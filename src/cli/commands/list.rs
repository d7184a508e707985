use super::CommandContext;
use crate::cli::output::{Output, FAVORITE_MARKER};
use crate::errors::Result;
use crate::favorites::{FavoritesManager, FavoritesStorage, StashEntry};
use crate::git::StashBackend;

/// Which part of the read model to show
#[derive(Debug, Clone, Copy, PartialEq, Eq)]
pub enum Listing {
    All,
    Favorites,
}

/// Fetch the entries for `listing`
pub fn collect<B: StashBackend, S: FavoritesStorage>(
    manager: &mut FavoritesManager<B, S>,
    listing: Listing,
) -> Result<Vec<StashEntry>> {
    match listing {
        Listing::All => manager.list_all(),
        Listing::Favorites => manager.list_favorites(),
    }
}

/// List stashes; a backend failure is printed and treated as "no stashes visible"
///
/// With `--json` the failure is returned instead so callers get a non-zero exit.
pub async fn run(ctx: &CommandContext, listing: Listing) -> Result<()> {
    let result = ctx
        .open_manager()
        .and_then(|mut manager| collect(&mut manager, listing));

    match result {
        Ok(entries) if ctx.json => Output::json(&entries),
        Ok(entries) => {
            print_entries(&entries, listing);
            Ok(())
        }
        Err(e) if ctx.json => Err(e),
        Err(e) => {
            Output::error(format!("Error getting stashes: {e}"));
            Ok(())
        }
    }
}

fn print_entries(entries: &[StashEntry], listing: Listing) {
    match listing {
        Listing::All => {
            Output::section(format!("All stashes ({FAVORITE_MARKER} = favorite):"));
            for entry in entries {
                Output::stash_entry(entry);
            }
        }
        Listing::Favorites if entries.is_empty() => {
            Output::info("No favorite stashes found.");
        }
        Listing::Favorites => {
            Output::section("Favorite stashes:");
            for entry in entries {
                Output::stash_entry(entry);
            }
        }
    }
}
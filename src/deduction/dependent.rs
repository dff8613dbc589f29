//! Special deduction for specific dependents (age 19 to under 23)
//!
//! Applies only in the income window where the ordinary dependent deduction
//! has phased out: dependent income above 580,000 up to 1,230,000 yen. Below
//! the window the ordinary dependent deduction (out of scope here) applies;
//! above it nothing applies.

use chrono::NaiveDate;
use serde::{Deserialize, Serialize};

use super::age::is_specific_dependent_age;
use super::income::Money;
use super::spouse::scale_by_own_income;

/// Dependent income at or below this gets the ordinary dependent deduction
const DEPENDENT_INCOME_FLOOR: Money = 580_000;

/// Dependent income above this gets nothing
const DEPENDENT_INCOME_CEILING: Money = 1_230_000;

/// Base amounts by dependent total income (inclusive upper bound)
const BASE_BRACKETS: [(Money, Money); 9] = [
    (850_000, 630_000),
    (900_000, 610_000),
    (950_000, 510_000),
    (1_000_000, 410_000),
    (1_050_000, 310_000),
    (1_100_000, 210_000),
    (1_150_000, 110_000),
    (1_200_000, 60_000),
    (1_230_000, 30_000),
];

/// Dependent special deduction result
#[derive(Debug, Clone, PartialEq, Eq, Serialize, Deserialize)]
pub struct DependentDeduction {
    pub amount: Money,
    pub eligible: bool,
    pub message: String,
}

impl DependentDeduction {
    fn ineligible(message: &str) -> Self {
        Self {
            amount: 0,
            eligible: false,
            message: message.to_string(),
        }
    }
}

/// Resolve the special deduction for a specific dependent.
///
/// `dependent_income` must already be resolved through the salary income
/// table; this function does not re-derive it.
pub fn dependent_special_deduction(
    own_total_income: Money,
    dependent_income: Money,
    dependent_birth_date: Option<NaiveDate>,
    target_year: i32,
) -> DependentDeduction {
    if !is_specific_dependent_age(dependent_birth_date, target_year) {
        return DependentDeduction::ineligible(
            "Dependent does not meet the age requirement (19 to under 23 as of December 31)",
        );
    }

    if dependent_income <= DEPENDENT_INCOME_FLOOR {
        return DependentDeduction::ineligible(
            "Dependent income is 580,000 yen or less; the ordinary dependent deduction applies instead",
        );
    }

    if dependent_income > DEPENDENT_INCOME_CEILING {
        return DependentDeduction::ineligible(
            "Dependent income exceeds 1,230,000 yen; no deduction applies",
        );
    }

    let base = base_amount(dependent_income);

    match scale_by_own_income(base, own_total_income) {
        Some(amount) => DependentDeduction {
            amount,
            eligible: true,
            message: "Special deduction for a specific dependent applies".to_string(),
        },
        None => DependentDeduction::ineligible(
            "Own total income exceeds 10,000,000 yen; no deduction applies",
        ),
    }
}

fn base_amount(dependent_income: Money) -> Money {
    BASE_BRACKETS
        .iter()
        .find(|(bound, _)| dependent_income <= *bound)
        .map(|(_, amount)| *amount)
        .unwrap_or(0)
}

## Activity
Only lines holding the word "stashes" belong in the answer; copy each one from the material.

## Result
/// List stashes; a backend failure is printed and treated as "no stashes visible"
            Output::error(format!("Error getting stashes: {e}"));
            Output::section(format!("All stashes ({FAVORITE_MARKER} = favorite):"));
            Output::info("No favorite stashes found.");
            Output::section("Favorite stashes:");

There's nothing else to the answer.